Those of you interested in thinking about the topic of abortion may want to read these links. Before I read them I didn't have strong feelings on the matter one way or the other (because while I unavoidably recognized the controversy I largely preferred to avoid it, even though I have at least one friend and at least one relative who have had abortions). After I read them I realized why the government has no business telling people they can't get abortions.

The testimonials are among the best reading I've ever done on any blog. They are eloquent, very moving, and very blunt about the life circumstances in which the women (partnered and not) found themselves. You can't read this stuff and not be moved.

kathy a.

thanks again, oddjob.

i think that women are more likely to have conversations amongst themselves about pregnancy, complications, childbirth, and all the difficulties associated therewith -- including these most personal and difficult choices.

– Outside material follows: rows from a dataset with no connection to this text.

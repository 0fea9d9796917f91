//! Integration test: balance simulator
//!
//! Runs small seeded simulations for each strategy and checks the report
//! adds up.

use slayer::simulator::{run_simulation, simulate_single_run, RunResult, SimConfig, Strategy};
use slayer::MonsterKind;

#[test]
fn test_report_totals_add_up() {
    for strategy in Strategy::ALL {
        let config = SimConfig::quick(42).with_strategy(strategy);
        let report = run_simulation(&config).unwrap();

        assert_eq!(report.num_runs, 100);
        assert_eq!(
            report.runs_won + report.runs_died + report.runs_timed_out,
            report.num_runs
        );
        let levels: u32 = report.level_distribution.values().sum();
        assert_eq!(levels, report.num_runs);
        let deaths: u32 = report.deaths_by_monster.values().sum();
        assert_eq!(deaths, report.runs_died);
    }
}

#[test]
fn test_always_fight_never_flees() {
    let report = run_simulation(&SimConfig::quick(7)).unwrap();
    assert_eq!(report.avg_flee_attempts, 0.0);
    assert_eq!(report.runs_timed_out, 0);
}

#[test]
fn test_avoid_dragons_never_kills_a_dragon() {
    let config = SimConfig::quick(8).with_strategy(Strategy::AvoidDragons);
    let report = run_simulation(&config).unwrap();
    assert_eq!(report.kills_by_monster.get(&MonsterKind::Dragon), None);
    assert!(report.avg_flee_attempts > 0.0);
}

#[test]
fn test_flee_success_rate_is_near_half() {
    let config = SimConfig {
        num_runs: 500,
        ..SimConfig::quick(9).with_strategy(Strategy::AvoidDragons)
    };
    let report = run_simulation(&config).unwrap();
    assert!(
        (0.4..0.6).contains(&report.flee_success_rate),
        "flee success rate {}",
        report.flee_success_rate
    );
}

#[test]
fn test_runs_are_reproducible() {
    let config = SimConfig::quick(10).with_strategy(Strategy::Cautious);
    let a = run_simulation(&config).unwrap();
    let b = run_simulation(&config).unwrap();
    assert_eq!(a.run_stats, b.run_stats);
}

#[test]
fn test_winning_runs_stop_at_level_twenty() {
    let config = SimConfig::quick(11);
    for seed in 0..200 {
        let stats = simulate_single_run(&config, seed).unwrap();
        if stats.result == RunResult::Won {
            assert_eq!(stats.final_level, 20);
            assert!(stats.final_health > 0);
        }
    }
}
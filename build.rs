//! Build script to embed commit hash and build date at compile time.

use std::env;
use std::fs;
use std::path::Path;
use std::process::Command;

fn git_short_commit() -> Option<String> {
    let output = Command::new("git")
        .args(["rev-parse", "--short=7", "HEAD"])
        .output()
        .ok()?;
    if !output.status.success() {
        return None;
    }
    String::from_utf8(output.stdout)
        .ok()
        .map(|s| s.trim().to_string())
        .filter(|s| !s.is_empty())
}

fn main() {
    // CI passes the commit explicitly; local builds ask git
    let commit = env::var("BUILD_COMMIT")
        .ok()
        .or_else(git_short_commit)
        .unwrap_or_else(|| "unknown".to_string());

    let date = env::var("BUILD_DATE")
        .unwrap_or_else(|_| chrono::Utc::now().format("%Y-%m-%d").to_string());

    let out_dir = env::var("OUT_DIR").expect("cargo sets OUT_DIR for build scripts");
    let dest_path = Path::new(&out_dir).join("build_info.rs");

    fs::write(
        &dest_path,
        format!(
            "pub const BUILD_COMMIT: &str = {commit:?};\npub const BUILD_DATE: &str = {date:?};\n"
        ),
    )
    .expect("failed to write build_info.rs");

    println!("cargo:rerun-if-changed=.git/HEAD");
    println!("cargo:rerun-if-env-changed=BUILD_COMMIT");
    println!("cargo:rerun-if-env-changed=BUILD_DATE");
}
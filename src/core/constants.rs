// Player starting stats
pub const PLAYER_SYMBOL: char = '@';
pub const PLAYER_START_HEALTH: i32 = 10;
pub const PLAYER_START_DAMAGE: u32 = 1;
pub const PLAYER_START_GOLD: u32 = 0;
pub const PLAYER_START_LEVEL: u32 = 1;

// Progression
pub const WINNING_LEVEL: u32 = 20;
pub const LEVEL_UP_DAMAGE_BONUS: u32 = 1;

// Run attempts roll 0..=1; this value means the player got away
pub const FLEE_ROLL_MIN: i32 = 0;
pub const FLEE_ROLL_MAX: i32 = 1;
pub const FLEE_SUCCESS_ROLL: i32 = 1;

// Monster archetype rows: (name, symbol, health, damage, gold)
// Index order matches MonsterKind::ALL
pub const MONSTER_STATS: [(&str, char, i32, u32, u32); 3] = [
    ("dragon", 'D', 20, 4, 100), // MonsterKind::Dragon
    ("orc", 'o', 4, 2, 25),      // MonsterKind::Orc
    ("slime", 's', 1, 1, 10),    // MonsterKind::Slime
];

// Simulator defaults
pub const SIM_DEFAULT_RUNS: u32 = 1000;
pub const SIM_DEFAULT_MAX_ENCOUNTERS: u64 = 10_000;
//! Plays whole games headlessly through the same `Game` the binary uses.

use super::config::SimConfig;
use super::report::SimReport;
use super::strategy::{AutoPilot, RunTally};
use crate::character::{Combatant, Player};
use crate::combat::EncounterOutcome;
use crate::core::game_loop::{Game, GameSummary};
use crate::core::rng::GameRng;
use crate::monster::MonsterKind;
use std::collections::BTreeMap;
use std::io;

/// How a single simulated game ended.
#[derive(Debug, Clone, Copy, PartialEq, Eq)]
pub enum RunResult {
    Won,
    Died { killed_by: MonsterKind },
    TimedOut,
}

/// Statistics for one simulated game.
#[derive(Debug, Clone, PartialEq, Eq)]
pub struct RunStats {
    pub seed: u64,
    pub result: RunResult,
    pub encounters: u64,
    pub final_level: u32,
    pub final_gold: u32,
    pub final_health: i32,
    pub kills: BTreeMap<MonsterKind, u64>,
    pub flee_attempts: u64,
    pub flees: u64,
    pub damage_dealt: u64,
    pub damage_taken: u64,
}

impl RunStats {
    fn new(seed: u64) -> Self {
        Self {
            seed,
            result: RunResult::TimedOut,
            encounters: 0,
            final_level: 0,
            final_gold: 0,
            final_health: 0,
            kills: BTreeMap::new(),
            flee_attempts: 0,
            flees: 0,
            damage_dealt: 0,
            damage_taken: 0,
        }
    }

    fn record(&mut self, outcome: EncounterOutcome) {
        self.encounters += 1;
        match outcome {
            EncounterOutcome::MonsterKilled { kind, .. } => {
                *self.kills.entry(kind).or_insert(0) += 1;
            }
            EncounterOutcome::PlayerKilled { kind } => {
                self.result = RunResult::Died { killed_by: kind };
            }
            EncounterOutcome::Fled { .. } => {}
        }
    }

    fn finish(&mut self, player: &Player, summary: Option<GameSummary>, tally: &RunTally) {
        if summary.is_some_and(|s| s.is_victory()) {
            self.result = RunResult::Won;
        }
        self.final_level = player.level();
        self.final_gold = player.gold();
        self.final_health = player.health();
        self.flee_attempts = tally.flee_attempts;
        self.flees = tally.flees;
        self.damage_dealt = tally.damage_dealt;
        self.damage_taken = tally.damage_taken;
    }

    pub fn total_kills(&self) -> u64 {
        self.kills.values().sum()
    }
}

/// Run the full simulation and return a report.
pub fn run_simulation(config: &SimConfig) -> io::Result<SimReport> {
    let base_seed = config
        .seed
        .unwrap_or_else(|| GameRng::from_clock().seed());
    let mut all_runs = Vec::with_capacity(config.num_runs as usize);

    for run_idx in 0..config.num_runs {
        let seed = base_seed.wrapping_add(u64::from(run_idx));
        let stats = simulate_single_run(config, seed)?;

        if config.verbosity >= 2 {
            eprintln!(
                "Run {}/{} (seed {}) - {:?}, Level {}, Gold {}, Encounters {}",
                run_idx + 1,
                config.num_runs,
                stats.seed,
                stats.result,
                stats.final_level,
                stats.final_gold,
                stats.encounters
            );
        }
        all_runs.push(stats);
    }

    Ok(SimReport::from_runs(config.strategy, all_runs))
}

/// Play one game from a fresh player until it ends or hits the encounter cap.
pub fn simulate_single_run(config: &SimConfig, seed: u64) -> io::Result<RunStats> {
    let mut game = Game::new(Player::new("SimPlayer"), GameRng::from_seed(seed));
    let mut pilot = AutoPilot::new(config.strategy).verbose(config.verbosity >= 3);
    let mut stats = RunStats::new(seed);

    while !game.is_over() && stats.encounters < config.max_encounters_per_run {
        let outcome = game.play_encounter(&mut pilot)?;
        stats.record(outcome);
    }

    stats.finish(game.player(), game.summary(), pilot.tally());
    Ok(stats)
}
//! Game balance simulator for Monte Carlo analysis.
//!
//! Plays thousands of games with an automatic player to see how often a
//! strategy wins, where players die, and how much gold they bank. Every game
//! goes through the same `Game` loop as interactive play.

mod config;
mod report;
mod runner;
mod strategy;

pub use config::SimConfig;
pub use report::SimReport;
pub use runner::{run_simulation, simulate_single_run, RunResult, RunStats};
pub use strategy::{AutoPilot, RunTally, Strategy};
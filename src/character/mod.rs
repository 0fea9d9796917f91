//! Player and the stat block it shares with monsters.

pub mod creature;
pub mod player;

pub use creature::{Combatant, Creature};
pub use player::Player;
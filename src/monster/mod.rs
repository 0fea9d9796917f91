//! Monster archetypes and the monsters spawned from them.

mod types;

pub use types::{Monster, MonsterData, MonsterKind};
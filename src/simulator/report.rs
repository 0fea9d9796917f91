//! Simulation report generation.

use super::runner::{RunResult, RunStats};
use super::strategy::Strategy;
use crate::monster::MonsterKind;
use serde::Serialize;
use std::collections::BTreeMap;
use std::fmt;

/// Aggregated results from multiple simulated games.
#[derive(Debug, Clone, Serialize)]
pub struct SimReport {
    pub strategy: Strategy,
    pub num_runs: u32,
    pub runs_won: u32,
    pub runs_died: u32,
    pub runs_timed_out: u32,
    pub win_rate: f64,

    // Averages over all runs
    pub avg_final_level: f64,
    pub avg_final_gold: f64,
    pub avg_encounters: f64,
    pub avg_flee_attempts: f64,
    pub flee_success_rate: f64,

    // Distributions
    pub level_distribution: BTreeMap<u32, u32>,
    pub kills_by_monster: BTreeMap<MonsterKind, u64>,
    pub deaths_by_monster: BTreeMap<MonsterKind, u32>,

    #[serde(skip)]
    pub run_stats: Vec<RunStats>,
}

fn average(runs: &[RunStats], value: impl Fn(&RunStats) -> f64) -> f64 {
    if runs.is_empty() {
        return 0.0;
    }
    runs.iter().map(value).sum::<f64>() / runs.len() as f64
}

impl SimReport {
    pub fn from_runs(strategy: Strategy, runs: Vec<RunStats>) -> Self {
        let num_runs = runs.len() as u32;
        let runs_won = runs.iter().filter(|r| r.result == RunResult::Won).count() as u32;
        let runs_timed_out = runs
            .iter()
            .filter(|r| r.result == RunResult::TimedOut)
            .count() as u32;
        let runs_died = num_runs - runs_won - runs_timed_out;

        let win_rate = if num_runs == 0 {
            0.0
        } else {
            runs_won as f64 / num_runs as f64
        };

        let total_attempts: u64 = runs.iter().map(|r| r.flee_attempts).sum();
        let total_flees: u64 = runs.iter().map(|r| r.flees).sum();
        let flee_success_rate = if total_attempts == 0 {
            0.0
        } else {
            total_flees as f64 / total_attempts as f64
        };

        let mut level_distribution = BTreeMap::new();
        let mut kills_by_monster = BTreeMap::new();
        let mut deaths_by_monster = BTreeMap::new();
        for run in &runs {
            *level_distribution.entry(run.final_level).or_insert(0) += 1;
            for (kind, kills) in &run.kills {
                *kills_by_monster.entry(*kind).or_insert(0) += kills;
            }
            if let RunResult::Died { killed_by } = run.result {
                *deaths_by_monster.entry(killed_by).or_insert(0) += 1;
            }
        }

        Self {
            strategy,
            num_runs,
            runs_won,
            runs_died,
            runs_timed_out,
            win_rate,
            avg_final_level: average(&runs, |r| r.final_level as f64),
            avg_final_gold: average(&runs, |r| r.final_gold as f64),
            avg_encounters: average(&runs, |r| r.encounters as f64),
            avg_flee_attempts: average(&runs, |r| r.flee_attempts as f64),
            flee_success_rate,
            level_distribution,
            kills_by_monster,
            deaths_by_monster,
            run_stats: runs,
        }
    }

    pub fn to_json(&self) -> serde_json::Result<String> {
        serde_json::to_string_pretty(self)
    }

    /// Single line for `--quiet` output.
    pub fn summary_line(&self) -> String {
        format!(
            "{}: {}/{} won ({:.1}%), avg level {:.2}, avg gold {:.1}",
            self.strategy,
            self.runs_won,
            self.num_runs,
            self.win_rate * 100.0,
            self.avg_final_level,
            self.avg_final_gold
        )
    }
}

impl fmt::Display for SimReport {
    fn fmt(&self, f: &mut fmt::Formatter<'_>) -> fmt::Result {
        writeln!(f, "Strategy:          {}", self.strategy)?;
        writeln!(f, "Runs:              {}", self.num_runs)?;
        writeln!(
            f,
            "Won / Died / Cap:  {} / {} / {}",
            self.runs_won, self.runs_died, self.runs_timed_out
        )?;
        writeln!(f, "Win rate:          {:.1}%", self.win_rate * 100.0)?;
        writeln!(f, "Avg final level:   {:.2}", self.avg_final_level)?;
        writeln!(f, "Avg final gold:    {:.1}", self.avg_final_gold)?;
        writeln!(f, "Avg encounters:    {:.1}", self.avg_encounters)?;
        if self.avg_flee_attempts > 0.0 {
            writeln!(
                f,
                "Flee attempts:     {:.1} per run, {:.1}% successful",
                self.avg_flee_attempts,
                self.flee_success_rate * 100.0
            )?;
        }

        writeln!(f)?;
        writeln!(f, "Kills by monster:")?;
        for kind in MonsterKind::ALL {
            let kills = self.kills_by_monster.get(&kind).copied().unwrap_or(0);
            writeln!(f, "  {:<8} {}", kind, kills)?;
        }

        writeln!(f)?;
        writeln!(f, "Deaths by monster:")?;
        for kind in MonsterKind::ALL {
            let deaths = self.deaths_by_monster.get(&kind).copied().unwrap_or(0);
            writeln!(f, "  {:<8} {}", kind, deaths)?;
        }

        writeln!(f)?;
        writeln!(f, "Final level distribution:")?;
        for (level, count) in &self.level_distribution {
            writeln!(f, "  L{:<3} {}", level, count)?;
        }
        Ok(())
    }
}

childbearing is not always easy-peasy. my aunt's first had a birth accident. a friend's fetus died, and she had to deliver a dead baby at 8 months. someone in my lamaze class died of an amniotic fluid embolism; her baby was extremely premature but lived. some friends chose to deliver babiess they knew would be seriously and permanently disabled, and others chose the opposite. one blogger had a late-term abortion when one fetus died and the other was nearly certainly doomed, and her own life was in danger. my son's kindergarten teacher, diagnosed with cervical cancer, had to shop for another doctor who did not automatically believe a full hysterectomy was required; she wanted a child of her own, and later had one. oh, the heartbreaking stories of older women -- one woman of the dust bowl was pregnant 25 times, delivering 12 live children [none with medical care], and there was never enough food -- another who desperately tried to self-abort since she had no way to care for the ones she had, and she nearly died -- another who had a diaphragm for birth control, but her husband cut it up. there are endless stories of women who had birth control failures, and could not then raise a child the way they wanted. women stuff.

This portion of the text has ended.